Por la noche se cenó con Bert Harte, Henry James, la Sra. Van de Velde, los «authoress»; Beatoe-Kingston, Paolo Tosti. Luego fueron a ver una opereta al Teatro Savoy, género que Maupassant detestaba cordialmente, pero que encontró bastante agradablemente representada en esta ocasión.
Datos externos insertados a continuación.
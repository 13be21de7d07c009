// Licensed under the Apache License, Version 2.0 or the MIT License.
// SPDX-License-Identifier: Apache-2.0 OR MIT
// Copyright Tock Contributors 2022.

//! `regmap`: inspect the S32K118 peripheral map from the command line.
//!
//! ```text
//! regmap list            memory map sorted by address
//! regmap show LPUART0    one peripheral instance
//! regmap irqs            vector table with the peripherals behind each line
//! regmap audit           cross-check the catalog
//! ```

mod audit;
mod error;
mod render;

use std::io::{self, Write};
use std::process::ExitCode;

use clap::{ArgAction, Parser, Subcommand};
use colored::Colorize;
use log::{debug, info};

use s32k118::interrupts::IRQ_NAMES;
use s32k118::peripherals::{self, PERIPHERALS};

use crate::error::Error;

#[derive(Parser)]
#[command(name = "regmap", version, about = "S32K118 peripheral map inspector")]
struct Cli {
    /// Increase log verbosity (-v info, -vv debug, -vvv trace).
    #[arg(short, long, action = ArgAction::Count, global = true)]
    verbose: u8,

    /// Disable coloured output.
    #[arg(long, env = "REGMAP_NO_COLOR", global = true)]
    no_color: bool,

    #[command(subcommand)]
    command: Command,
}

#[derive(Subcommand)]
enum Command {
    /// Print every peripheral instance sorted by base address.
    List,
    /// Print the details of one peripheral instance.
    Show {
        /// Instance name, e.g. LPUART0 or porta.
        name: String,
    },
    /// Print the interrupt vector table.
    Irqs,
    /// Check the catalog for overlaps, bad interrupt numbers and PCC clashes.
    Audit,
}

/// Log level used when `REGMAP_LOG` is not set.
fn default_filter(verbose: u8) -> &'static str {
    match verbose {
        0 => "warn",
        1 => "info",
        2 => "debug",
        _ => "trace",
    }
}

fn run<W: Write>(command: &Command, out: &mut W) -> Result<(), Error> {
    match command {
        Command::List => render::list(out, PERIPHERALS)?,
        Command::Show { name } => {
            let p = peripherals::find(name).ok_or_else(|| Error::UnknownPeripheral(name.clone()))?;
            render::show(out, p)?;
        }
        Command::Irqs => render::irqs(out)?,
        Command::Audit => {
            let problems = audit::audit(PERIPHERALS, &IRQ_NAMES);
            render::problems(out, &problems)?;
            if !problems.is_empty() {
                return Err(Error::AuditFailed(problems.len()));
            }
        }
    }
    Ok(())
}

fn main() -> ExitCode {
    let cli = Cli::parse();

    env_logger::Builder::from_env(
        env_logger::Env::new().filter_or("REGMAP_LOG", default_filter(cli.verbose)),
    )
    .init();
    if cli.no_color {
        colored::control::set_override(false);
    }
    info!("{} peripheral instances in catalog", PERIPHERALS.len());

    let stdout = io::stdout();
    let mut out = stdout.lock();
    match run(&cli.command, &mut out) {
        Ok(()) => ExitCode::SUCCESS,
        Err(err) => {
            debug!("command failed: {:?}", err);
            eprintln!("{} {}", "error:".red().bold(), err);
            ExitCode::FAILURE
        }
    }
}

#[cfg(test)]
mod tests {
    use super::*;

    #[test]
    fn cli_parses() {
        let cli = Cli::try_parse_from(["regmap", "-vv", "show", "lpit0"]).unwrap();
        assert_eq!(cli.verbose, 2);
        assert!(matches!(cli.command, Command::Show { ref name } if name == "lpit0"));
        assert!(Cli::try_parse_from(["regmap"]).is_err());
    }

    #[test]
    fn unknown_peripheral_is_an_error() {
        let mut out = Vec::new();
        let err = run(&Command::Show { name: "UART9".into() }, &mut out).unwrap_err();
        assert!(matches!(err, Error::UnknownPeripheral(ref n) if n == "UART9"));
    }

    #[test]
    fn audit_passes_for_the_chip() {
        let mut out = Vec::new();
        run(&Command::Audit, &mut out).unwrap();
    }

    #[test]
    fn verbosity() {
        assert_eq!(default_filter(0), "warn");
        assert_eq!(default_filter(5), "trace");
    }
}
Cuando nos dejamos, me dijo que probablemente partiría para París al día siguiente. En efecto, durante el día, recibí una nota con estas palabras:

«Decididamente hace demasiado frío. Hasta luego, y todos mis agradecimientos.

»MAUPASSANT.»

 

***

Más tarde, al volverlo a ver, le pregunté sus impresiones sobre Londres:

–Conservo un recuerdo excelente, pero el recuerdo hubiese sido mejor si Londres estuviese situada en África.

De hecho, este normando tenía predilección por el Midi. Y nadie ha amado como él, el sol.

 

BLANCHE ROOSEVELT.

 

Publicado en Le Gaulois, el 13 de julio de 1895.